Starting an S Corporation
A special hybrid type of entity, the S corporation elects to have a different tax treatment than its traditional C corporation cousins.
A special hybrid type of entity, the S corporation elects to have a different tax treatment than its traditional C corporation cousin. For most purposes, an S corporation is not a separate type of corporation. An S corporation operates in the same manner as a regular corporation. It must have directors, officers, and shareholders who function in the same manner as their regular corporation counterparts.
The difference between an S corporation and a regular corporation is that the S corporation has elected to be taxed similar to a partnership for federal tax purposes. After making the S election, the income, losses, tax credits, and other tax items of the corporation flow through the corporation to the shareholders. Thus, income is only taxed once, at the shareholder level. If a corporation does not make an S corporation election, corporate income is taxed twice; once at the corporate level, and again at the shareholder level when the corporate income is received by the shareholder as a dividend.
Forming an S Corporation
At first blush, it appears that every corporation should elect S corporation status to eliminate the double taxation of income. However, there are disadvantages to making the election and restrictions on who is eligible to make it.
Advantages of an S corporation.
- Cash method of accounting. Corporations must use the accrual method of accounting unless they are considered to be small corporations (a small corporation has gross receipts of $5,000,000 or less). S corporations, however, usually don't have to use the accrual method unless they have inventory.

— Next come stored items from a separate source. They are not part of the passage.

//! [`Compatibility`] – adapts commands to the output shape and owns the
//! update of the continuity anchor.
//!
//! [`Compatibility::publish`] runs the whole output pipeline for one cycle:
//!
//! ```text
//! candidate ─► stop hold ─► CommandFilter ─► ActuationCommand ─► CommandPublisher
//!                                 ▲                                    │
//!                                 └──── prev_control ◄──── on success ─┘
//! ```
//!
//! The stop hold runs before the filter, so the braking it requests is
//! reached through the jerk and acceleration limits.
//!
//! The anchor (`prev_control`) is owned by the caller and passed in by
//! reference, so the filter, the emergency source and this stage all read
//! the same value.  It only advances when the publisher succeeded.

use std::time::Instant;

use chrono::Utc;
use cmdgate_types::{ActuationCommand, Command, GateError, VehicleState};

use crate::filter::{CommandFilter, FilterActivation};
use crate::publisher::CommandPublisher;

/// Default acceleration requested while standing still [m/s²].
pub const DEFAULT_STOP_HOLD_ACCELERATION: f64 = -1.5;
/// Default speed below which the vehicle counts as stopped [m/s].
pub const DEFAULT_STOP_CHECK_SPEED: f64 = 0.01;

/// What one pipeline run emitted.
#[derive(Debug, Clone, Copy, PartialEq)]
pub struct Published {
    /// The command stored as the new continuity anchor.
    pub command: Command,
    pub output: ActuationCommand,
    pub activation: FilterActivation,
}

/// Output adapter and continuity owner.
#[derive(Debug, Clone, Copy, PartialEq)]
pub struct Compatibility {
    stop_hold_acceleration: f64,
    stop_check_speed: f64,
}

impl Default for Compatibility {
    fn default() -> Self {
        Self::new(DEFAULT_STOP_HOLD_ACCELERATION, DEFAULT_STOP_CHECK_SPEED)
    }
}

impl Compatibility {
    pub fn new(stop_hold_acceleration: f64, stop_check_speed: f64) -> Self {
        Self {
            stop_hold_acceleration,
            stop_check_speed,
        }
    }

    /// Apply the stop hold: a stopped vehicle asked to stay stopped keeps
    /// braking with at least `stop_hold_acceleration`.
    pub fn adapt(&self, command: &Command, vehicle: &VehicleState) -> Command {
        let stopped = vehicle.speed.abs() < self.stop_check_speed;
        if stopped && command.velocity.abs() < f64::EPSILON {
            Command {
                acceleration: command.acceleration.min(self.stop_hold_acceleration),
                ..*command
            }
        } else {
            *command
        }
    }

    /// Adapt `candidate`, filter it, hand it to `publisher` and advance
    /// `prev_control` on success.
    ///
    /// # Errors
    ///
    /// Whatever the publisher's sink returns.  `prev_control` is left
    /// unchanged in that case.
    pub fn publish(
        &self,
        candidate: &Command,
        filter: &mut CommandFilter,
        publisher: &mut CommandPublisher,
        prev_control: &mut Option<Command>,
        vehicle: &VehicleState,
        now: Instant,
    ) -> Result<Published, GateError> {
        let adapted = self.adapt(candidate, vehicle);
        let filtered = filter.filter(&adapted, prev_control.as_ref(), vehicle, now);
        let command = filtered.command.restamped(Utc::now());
        let output = ActuationCommand::from(&command);
        publisher.publish(&output, now)?;
        *prev_control = Some(command);
        Ok(Published {
            command,
            output,
            activation: filtered.activation,
        })
    }
}

#[cfg(test)]
mod tests {
    use super::*;
    use crate::filter::FilterParams;
    use crate::limit_table::LimitTable;
    use crate::publisher::CommandSink;
    use std::time::Duration;

    struct NullSink {
        fail: bool,
    }

    impl CommandSink for NullSink {
        fn send(&mut self, _command: &ActuationCommand) -> Result<(), GateError> {
            if self.fail {
                Err(GateError::Output("sink closed".to_string()))
            } else {
                Ok(())
            }
        }
    }

    fn params() -> FilterParams {
        FilterParams {
            vel_lim: 20.0,
            steer_lim: LimitTable::constant(1.0).unwrap(),
            steer_rate_lim: LimitTable::constant(0.5).unwrap(),
            lon_acc_lim: LimitTable::constant(2.0).unwrap(),
            lon_jerk_lim: LimitTable::constant(100.0).unwrap(),
            lat_acc_lim: LimitTable::constant(100.0).unwrap(),
            lat_jerk_lim: LimitTable::constant(100.0).unwrap(),
            actual_steer_diff_lim: LimitTable::constant(10.0).unwrap(),
            wheel_base: 2.5,
        }
    }

    #[test]
    fn stop_hold_applies_only_when_stopped_and_commanded_to_stop() {
        let compat = Compatibility::default();
        let stop = Command {
            acceleration: -0.2,
            ..Command::default()
        };
        let stopped = VehicleState::default();
        assert_eq!(compat.adapt(&stop, &stopped).acceleration, -1.5);

        let rolling = VehicleState {
            speed: 3.0,
            steering_angle: None,
        };
        assert_eq!(compat.adapt(&stop, &rolling).acceleration, -0.2);

        let go = Command {
            velocity: 1.0,
            acceleration: 0.5,
            ..Command::default()
        };
        assert_eq!(compat.adapt(&go, &stopped).acceleration, 0.5);
    }

    #[test]
    fn stop_hold_keeps_stronger_braking() {
        let compat = Compatibility::default();
        let hard = Command {
            acceleration: -3.0,
            ..Command::default()
        };
        assert_eq!(compat.adapt(&hard, &VehicleState::default()).acceleration, -3.0);
    }

    #[test]
    fn publish_advances_anchor_and_rate_limits_against_it() {
        let compat = Compatibility::default();
        let mut filter = CommandFilter::new(params(), params());
        let mut publisher = CommandPublisher::new(Box::new(NullSink { fail: false }));
        let mut prev = None;
        let vehicle = VehicleState {
            speed: 5.0,
            steering_angle: None,
        };
        let t0 = Instant::now();

        let candidate = Command {
            velocity: 5.0,
            steering_angle: 0.8,
            ..Command::default()
        };
        let first = compat
            .publish(&candidate, &mut filter, &mut publisher, &mut prev, &vehicle, t0)
            .unwrap();
        assert_eq!(prev, Some(first.command));
        assert_eq!(first.output.lateral.steering_tire_angle, 0.8);

        let jump = Command {
            velocity: 15.0,
            steering_angle: -0.8,
            ..Command::default()
        };
        let second = compat
            .publish(
                &jump,
                &mut filter,
                &mut publisher,
                &mut prev,
                &vehicle,
                t0 + Duration::from_millis(100),
            )
            .unwrap();
        assert!((second.command.velocity - 5.2).abs() < 1e-9);
        assert!((second.command.steering_angle - 0.75).abs() < 1e-9);
        assert!(second.activation.lon_acc);
        assert!(second.activation.steer_rate);
        assert_eq!(publisher.last_published_at(), Some(t0 + Duration::from_millis(100)));
    }

    #[test]
    fn stop_hold_is_reached_within_jerk_and_acceleration_limits() {
        let compat = Compatibility::default();
        let mut limits = params();
        limits.lon_jerk_lim = LimitTable::constant(0.5).unwrap();
        limits.lon_acc_lim = LimitTable::constant(1.0).unwrap();
        let mut filter = CommandFilter::new(limits.clone(), limits);
        let mut publisher = CommandPublisher::new(Box::new(NullSink { fail: false }));
        let mut prev = None;
        let stopped = VehicleState::default();
        let t0 = Instant::now();

        let first = compat
            .publish(&Command::default(), &mut filter, &mut publisher, &mut prev, &stopped, t0)
            .unwrap();
        // No anchor yet: only the absolute acceleration bound applies.
        assert_eq!(first.command.acceleration, -1.0);

        let mut last = first.command.acceleration;
        for i in 1..=20 {
            let now = t0 + Duration::from_millis(100 * i);
            let out = compat
                .publish(&Command::default(), &mut filter, &mut publisher, &mut prev, &stopped, now)
                .unwrap();
            let acc = out.command.acceleration;
            assert!(acc.abs() <= 1.0 + 1e-9, "acc {acc}");
            assert!((acc - last).abs() <= 0.5 * 0.1 + 1e-9, "jerk step {}", acc - last);
            last = acc;
        }
    }

    #[test]
    fn stop_hold_ramps_from_previous_acceleration() {
        let compat = Compatibility::default();
        let mut limits = params();
        limits.lon_jerk_lim = LimitTable::constant(0.5).unwrap();
        limits.lon_acc_lim = LimitTable::constant(1.0).unwrap();
        let mut filter = CommandFilter::new(limits.clone(), limits);
        let mut publisher = CommandPublisher::new(Box::new(NullSink { fail: false }));
        let t0 = Instant::now();
        let rolling = VehicleState {
            speed: 1.0,
            steering_angle: None,
        };
        let stopped = VehicleState::default();
        let mut prev = None;

        // Rolling to a stop with zero acceleration, then standstill.
        compat
            .publish(&Command::default(), &mut filter, &mut publisher, &mut prev, &rolling, t0)
            .unwrap();
        assert_eq!(prev.map(|c| c.acceleration), Some(0.0));

        let held = compat
            .publish(
                &Command::default(),
                &mut filter,
                &mut publisher,
                &mut prev,
                &stopped,
                t0 + Duration::from_millis(100),
            )
            .unwrap();
        assert!((held.command.acceleration + 0.05).abs() < 1e-9);
        assert!(held.activation.lon_jerk);
    }

    #[test]
    fn failed_publish_keeps_previous_anchor() {
        let compat = Compatibility::default();
        let mut filter = CommandFilter::new(params(), params());
        let mut publisher = CommandPublisher::new(Box::new(NullSink { fail: true }));
        let anchor = Command {
            velocity: 1.0,
            ..Command::default()
        };
        let mut prev = Some(anchor);

        let result = compat.publish(
            &Command::default(),
            &mut filter,
            &mut publisher,
            &mut prev,
            &VehicleState::default(),
            Instant::now(),
        );
        assert!(result.is_err());
        assert_eq!(prev, Some(anchor));
    }
}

- Personal holding company tax. An S corporation does not have earnings and profits, which would allow it to accumulate passive income that is then passed to its shareholders. A corporation that does not elect S corporation status and accumulates passive income is at risk of being classified as a personal holding company. For federal tax purposes, a personal holding company is a corporation that is owned by a small number of individuals and that receives most of its income in the form of dividends, interest, and rents. Undistributed personal holding company income is taxed at an additional 15 percent rate.
Disadvantages of an S corporation.
- Limit on number of shareholders. An S corporations may only have up to 100 shareholders.
- Limited losses. Although shareholders of S corporations have the ability to deduct pass-through losses, shareholders may not be able to deduct all the losses allocated to them because such losses are only available to the extent of the shareholder's basis in the S corporation. This is a tax accounting concept that basically limits the amount of losses that an S corporation shareholder can take. (However, C corporation shareholders ordinarily can't deduct any losses at all, unless their stock becomes worthless or is sold at a loss.)
- Calendar year. An S corporation must adopt a calendar year as its tax year unless it can establish a business purpose for having a fiscal year.
- One class of stock. An S corporation can only have one class of stock, which can impair the corporation's ability to raise capital. Non-voting stock is not considered a "separate class" for this purpose, however.
- Taxable fringe benefits. Most fringe benefits provided by the corporation are taxable as compensation to employee-shareholders who own more than 2 percent of the corporation.